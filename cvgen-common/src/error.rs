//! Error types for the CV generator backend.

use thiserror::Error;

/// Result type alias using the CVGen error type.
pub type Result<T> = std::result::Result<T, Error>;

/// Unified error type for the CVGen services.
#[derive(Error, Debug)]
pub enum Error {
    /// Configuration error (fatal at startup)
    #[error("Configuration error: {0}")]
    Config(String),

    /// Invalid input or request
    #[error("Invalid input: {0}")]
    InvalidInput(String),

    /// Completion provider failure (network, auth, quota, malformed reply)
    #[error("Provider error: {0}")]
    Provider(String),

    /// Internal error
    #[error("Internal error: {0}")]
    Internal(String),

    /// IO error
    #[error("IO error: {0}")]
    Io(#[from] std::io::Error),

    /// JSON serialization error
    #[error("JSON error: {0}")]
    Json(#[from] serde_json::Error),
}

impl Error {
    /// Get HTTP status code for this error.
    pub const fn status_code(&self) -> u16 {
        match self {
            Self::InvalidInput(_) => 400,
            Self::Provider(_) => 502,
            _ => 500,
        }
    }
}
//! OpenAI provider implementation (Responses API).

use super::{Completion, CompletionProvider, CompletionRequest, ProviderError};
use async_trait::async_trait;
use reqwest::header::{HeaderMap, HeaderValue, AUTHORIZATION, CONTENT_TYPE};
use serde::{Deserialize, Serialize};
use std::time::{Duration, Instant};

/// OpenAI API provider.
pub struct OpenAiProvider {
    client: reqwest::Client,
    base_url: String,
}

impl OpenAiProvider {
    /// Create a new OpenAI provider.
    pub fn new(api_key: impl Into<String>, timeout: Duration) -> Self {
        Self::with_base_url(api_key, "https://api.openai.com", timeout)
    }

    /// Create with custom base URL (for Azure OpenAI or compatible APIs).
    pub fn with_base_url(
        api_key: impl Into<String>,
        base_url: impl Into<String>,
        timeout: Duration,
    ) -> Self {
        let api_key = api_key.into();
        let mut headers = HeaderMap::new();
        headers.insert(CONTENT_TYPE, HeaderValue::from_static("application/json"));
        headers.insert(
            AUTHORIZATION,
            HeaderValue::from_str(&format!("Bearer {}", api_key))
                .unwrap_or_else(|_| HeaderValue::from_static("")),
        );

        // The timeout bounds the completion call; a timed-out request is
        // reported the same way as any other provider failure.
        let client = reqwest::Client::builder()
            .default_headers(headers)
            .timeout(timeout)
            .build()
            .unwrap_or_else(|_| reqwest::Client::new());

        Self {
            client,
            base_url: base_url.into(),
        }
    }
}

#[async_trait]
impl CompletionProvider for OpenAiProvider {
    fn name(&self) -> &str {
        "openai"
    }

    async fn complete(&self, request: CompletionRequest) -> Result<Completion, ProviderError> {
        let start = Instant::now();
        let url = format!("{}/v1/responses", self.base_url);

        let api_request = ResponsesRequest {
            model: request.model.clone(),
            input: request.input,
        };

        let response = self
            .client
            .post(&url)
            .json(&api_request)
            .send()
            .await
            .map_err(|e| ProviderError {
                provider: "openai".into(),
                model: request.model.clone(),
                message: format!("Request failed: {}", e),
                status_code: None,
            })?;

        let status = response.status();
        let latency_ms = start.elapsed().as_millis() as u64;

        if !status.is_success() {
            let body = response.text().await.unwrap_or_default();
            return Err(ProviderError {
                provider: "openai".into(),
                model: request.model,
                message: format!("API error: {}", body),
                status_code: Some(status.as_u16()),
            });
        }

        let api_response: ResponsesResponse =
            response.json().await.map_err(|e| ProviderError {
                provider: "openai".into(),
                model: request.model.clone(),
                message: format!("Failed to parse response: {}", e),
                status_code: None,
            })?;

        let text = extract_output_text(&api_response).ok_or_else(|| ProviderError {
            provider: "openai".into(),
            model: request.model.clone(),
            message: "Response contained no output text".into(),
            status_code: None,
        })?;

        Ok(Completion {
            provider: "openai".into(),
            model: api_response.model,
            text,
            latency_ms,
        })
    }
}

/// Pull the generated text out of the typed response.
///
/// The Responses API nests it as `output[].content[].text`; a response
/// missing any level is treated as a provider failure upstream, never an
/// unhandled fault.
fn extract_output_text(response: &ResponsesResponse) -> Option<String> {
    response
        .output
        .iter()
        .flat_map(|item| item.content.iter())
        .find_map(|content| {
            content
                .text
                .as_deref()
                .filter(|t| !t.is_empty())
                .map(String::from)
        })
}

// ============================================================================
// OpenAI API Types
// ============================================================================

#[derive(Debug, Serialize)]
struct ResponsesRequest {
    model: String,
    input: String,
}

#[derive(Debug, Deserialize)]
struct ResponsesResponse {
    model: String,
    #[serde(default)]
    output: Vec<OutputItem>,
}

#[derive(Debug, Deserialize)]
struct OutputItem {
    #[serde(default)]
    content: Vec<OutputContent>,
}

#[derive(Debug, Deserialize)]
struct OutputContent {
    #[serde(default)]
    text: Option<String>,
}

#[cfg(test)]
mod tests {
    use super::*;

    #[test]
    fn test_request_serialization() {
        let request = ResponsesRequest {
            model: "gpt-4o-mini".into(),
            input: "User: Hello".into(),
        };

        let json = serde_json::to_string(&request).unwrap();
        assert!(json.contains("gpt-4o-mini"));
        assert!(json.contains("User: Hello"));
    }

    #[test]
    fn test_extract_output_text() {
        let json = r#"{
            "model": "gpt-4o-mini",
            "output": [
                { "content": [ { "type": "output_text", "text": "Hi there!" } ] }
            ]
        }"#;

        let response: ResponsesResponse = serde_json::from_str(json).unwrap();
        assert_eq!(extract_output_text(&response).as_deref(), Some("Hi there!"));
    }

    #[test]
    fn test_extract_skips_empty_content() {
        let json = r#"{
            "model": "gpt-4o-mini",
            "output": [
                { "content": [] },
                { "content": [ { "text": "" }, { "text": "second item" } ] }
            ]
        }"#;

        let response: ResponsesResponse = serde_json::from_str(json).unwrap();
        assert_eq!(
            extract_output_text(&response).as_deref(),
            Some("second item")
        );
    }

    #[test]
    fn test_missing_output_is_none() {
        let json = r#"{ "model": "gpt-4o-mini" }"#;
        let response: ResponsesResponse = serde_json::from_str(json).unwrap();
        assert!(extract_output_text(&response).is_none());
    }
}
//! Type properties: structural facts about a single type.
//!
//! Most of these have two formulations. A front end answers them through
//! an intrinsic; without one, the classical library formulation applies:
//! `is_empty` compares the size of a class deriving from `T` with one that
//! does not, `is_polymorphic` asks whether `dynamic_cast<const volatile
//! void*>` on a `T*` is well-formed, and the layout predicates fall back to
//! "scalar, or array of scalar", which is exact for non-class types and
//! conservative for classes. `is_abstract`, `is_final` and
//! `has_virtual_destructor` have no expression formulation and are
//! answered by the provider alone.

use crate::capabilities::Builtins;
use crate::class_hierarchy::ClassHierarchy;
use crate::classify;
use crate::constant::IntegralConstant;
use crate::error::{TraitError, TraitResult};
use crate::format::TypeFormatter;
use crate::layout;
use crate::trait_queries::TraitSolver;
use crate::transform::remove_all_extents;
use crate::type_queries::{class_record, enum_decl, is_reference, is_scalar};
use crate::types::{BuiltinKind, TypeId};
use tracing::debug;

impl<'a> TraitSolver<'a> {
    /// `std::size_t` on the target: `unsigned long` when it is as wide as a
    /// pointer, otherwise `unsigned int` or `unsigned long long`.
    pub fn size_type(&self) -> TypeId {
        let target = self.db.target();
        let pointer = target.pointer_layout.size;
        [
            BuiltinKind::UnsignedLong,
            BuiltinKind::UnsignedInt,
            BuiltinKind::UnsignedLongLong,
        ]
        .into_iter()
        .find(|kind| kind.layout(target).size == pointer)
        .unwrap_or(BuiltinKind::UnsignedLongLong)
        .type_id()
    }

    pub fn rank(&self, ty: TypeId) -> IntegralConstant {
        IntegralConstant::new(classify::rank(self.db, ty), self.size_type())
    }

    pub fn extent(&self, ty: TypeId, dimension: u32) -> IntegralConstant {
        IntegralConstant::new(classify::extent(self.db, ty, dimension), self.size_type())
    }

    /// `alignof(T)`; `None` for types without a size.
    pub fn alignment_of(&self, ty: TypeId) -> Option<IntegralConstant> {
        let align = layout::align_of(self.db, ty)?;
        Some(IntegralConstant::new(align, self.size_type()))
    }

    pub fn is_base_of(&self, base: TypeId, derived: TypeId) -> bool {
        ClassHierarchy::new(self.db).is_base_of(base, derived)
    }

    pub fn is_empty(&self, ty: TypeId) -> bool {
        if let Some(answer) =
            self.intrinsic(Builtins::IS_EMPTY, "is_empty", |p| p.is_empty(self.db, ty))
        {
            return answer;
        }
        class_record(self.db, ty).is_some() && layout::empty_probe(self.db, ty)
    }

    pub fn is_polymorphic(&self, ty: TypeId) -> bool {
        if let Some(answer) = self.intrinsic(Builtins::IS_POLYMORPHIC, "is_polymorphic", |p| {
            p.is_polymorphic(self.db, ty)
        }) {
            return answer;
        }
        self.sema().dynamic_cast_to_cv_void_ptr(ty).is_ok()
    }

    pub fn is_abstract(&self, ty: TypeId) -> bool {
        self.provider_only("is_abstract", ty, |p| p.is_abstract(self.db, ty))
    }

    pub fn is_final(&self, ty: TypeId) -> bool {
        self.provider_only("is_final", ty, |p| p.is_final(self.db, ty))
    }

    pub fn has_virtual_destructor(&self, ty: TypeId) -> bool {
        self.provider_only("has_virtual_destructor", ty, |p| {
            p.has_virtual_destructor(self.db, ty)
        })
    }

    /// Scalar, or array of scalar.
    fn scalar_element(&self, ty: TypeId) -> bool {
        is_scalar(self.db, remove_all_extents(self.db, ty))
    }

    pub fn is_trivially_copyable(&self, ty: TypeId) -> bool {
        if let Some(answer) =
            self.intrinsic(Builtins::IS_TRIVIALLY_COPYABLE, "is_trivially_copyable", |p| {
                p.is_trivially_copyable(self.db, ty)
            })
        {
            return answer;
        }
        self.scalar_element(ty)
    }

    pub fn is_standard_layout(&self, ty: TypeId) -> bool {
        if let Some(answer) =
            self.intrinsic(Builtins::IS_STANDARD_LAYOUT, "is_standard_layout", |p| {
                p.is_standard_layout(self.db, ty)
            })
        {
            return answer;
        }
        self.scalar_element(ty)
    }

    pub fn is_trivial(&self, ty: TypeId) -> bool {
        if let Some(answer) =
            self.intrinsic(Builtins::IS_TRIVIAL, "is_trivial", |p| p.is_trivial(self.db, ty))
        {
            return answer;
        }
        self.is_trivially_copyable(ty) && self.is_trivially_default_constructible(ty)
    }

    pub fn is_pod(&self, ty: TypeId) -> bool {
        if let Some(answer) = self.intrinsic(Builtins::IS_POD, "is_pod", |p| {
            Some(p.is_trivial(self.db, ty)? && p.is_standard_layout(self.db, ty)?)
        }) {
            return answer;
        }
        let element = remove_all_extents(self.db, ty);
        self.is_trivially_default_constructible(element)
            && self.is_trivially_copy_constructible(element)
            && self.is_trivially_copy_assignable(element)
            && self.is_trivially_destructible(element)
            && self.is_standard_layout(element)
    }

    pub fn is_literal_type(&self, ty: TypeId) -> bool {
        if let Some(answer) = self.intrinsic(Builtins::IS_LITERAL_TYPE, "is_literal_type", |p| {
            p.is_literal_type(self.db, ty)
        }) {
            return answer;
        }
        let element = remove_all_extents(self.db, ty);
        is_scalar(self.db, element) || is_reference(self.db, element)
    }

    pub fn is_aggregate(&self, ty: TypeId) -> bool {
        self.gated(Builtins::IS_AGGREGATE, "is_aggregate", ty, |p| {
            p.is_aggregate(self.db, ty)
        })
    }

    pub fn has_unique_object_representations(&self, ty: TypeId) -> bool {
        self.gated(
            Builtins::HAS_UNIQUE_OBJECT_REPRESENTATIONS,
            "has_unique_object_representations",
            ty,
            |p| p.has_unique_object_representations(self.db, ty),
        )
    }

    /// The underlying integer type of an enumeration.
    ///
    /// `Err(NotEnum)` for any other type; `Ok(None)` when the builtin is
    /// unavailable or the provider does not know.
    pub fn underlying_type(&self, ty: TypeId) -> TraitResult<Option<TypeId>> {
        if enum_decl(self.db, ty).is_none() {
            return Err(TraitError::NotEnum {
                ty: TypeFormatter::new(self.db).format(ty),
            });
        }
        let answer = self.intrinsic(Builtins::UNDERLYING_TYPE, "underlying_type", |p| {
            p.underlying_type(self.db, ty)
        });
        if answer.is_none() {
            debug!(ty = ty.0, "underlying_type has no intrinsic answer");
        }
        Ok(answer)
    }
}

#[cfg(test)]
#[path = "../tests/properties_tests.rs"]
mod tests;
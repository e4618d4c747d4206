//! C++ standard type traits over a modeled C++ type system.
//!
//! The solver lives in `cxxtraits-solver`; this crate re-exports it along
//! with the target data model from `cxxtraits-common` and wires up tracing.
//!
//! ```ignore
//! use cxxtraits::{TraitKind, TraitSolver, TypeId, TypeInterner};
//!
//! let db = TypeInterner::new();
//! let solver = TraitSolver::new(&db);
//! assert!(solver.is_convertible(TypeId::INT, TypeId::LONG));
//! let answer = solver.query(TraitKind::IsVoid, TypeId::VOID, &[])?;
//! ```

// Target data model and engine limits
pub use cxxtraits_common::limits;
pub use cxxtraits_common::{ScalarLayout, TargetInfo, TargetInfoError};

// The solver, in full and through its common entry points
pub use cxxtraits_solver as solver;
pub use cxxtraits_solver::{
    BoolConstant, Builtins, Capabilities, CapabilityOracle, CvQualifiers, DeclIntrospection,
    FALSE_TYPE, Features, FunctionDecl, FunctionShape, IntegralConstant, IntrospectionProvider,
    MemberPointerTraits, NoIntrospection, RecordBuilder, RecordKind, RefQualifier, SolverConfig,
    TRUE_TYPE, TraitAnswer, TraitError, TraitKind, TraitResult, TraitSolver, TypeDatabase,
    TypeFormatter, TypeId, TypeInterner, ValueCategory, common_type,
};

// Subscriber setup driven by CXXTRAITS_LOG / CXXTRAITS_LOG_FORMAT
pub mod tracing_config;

▸ **WHAT THIS TASK INVOLVES**
Starting at the first line of the records above, please copy every line exactly through the line containing "use async_trait::async_trait;", and stop there.

▸ **ANSWER TO THE PROBLEM**
filename cvgen-common/src/error.rs
//! Error types for the CV generator backend.

use thiserror::Error;

/// Result type alias using the CVGen error type.
pub type Result<T> = std::result::Result<T, Error>;

/// Unified error type for the CVGen services.
#[derive(Error, Debug)]
pub enum Error {
    /// Configuration error (fatal at startup)
    #[error("Configuration error: {0}")]
    Config(String),

    /// Invalid input or request
    #[error("Invalid input: {0}")]
    InvalidInput(String),

    /// Completion provider failure (network, auth, quota, malformed reply)
    #[error("Provider error: {0}")]
    Provider(String),

    /// Internal error
    #[error("Internal error: {0}")]
    Internal(String),

    /// IO error
    #[error("IO error: {0}")]
    Io(#[from] std::io::Error),

    /// JSON serialization error
    #[error("JSON error: {0}")]
    Json(#[from] serde_json::Error),
}

impl Error {
    /// Get HTTP status code for this error.
    pub const fn status_code(&self) -> u16 {
        match self {
            Self::InvalidInput(_) => 400,
            Self::Provider(_) => 502,
            _ => 500,
        }
    }
}
//! OpenAI provider implementation (Responses API).

use super::{Completion, CompletionProvider, CompletionRequest, ProviderError};
use async_trait::async_trait;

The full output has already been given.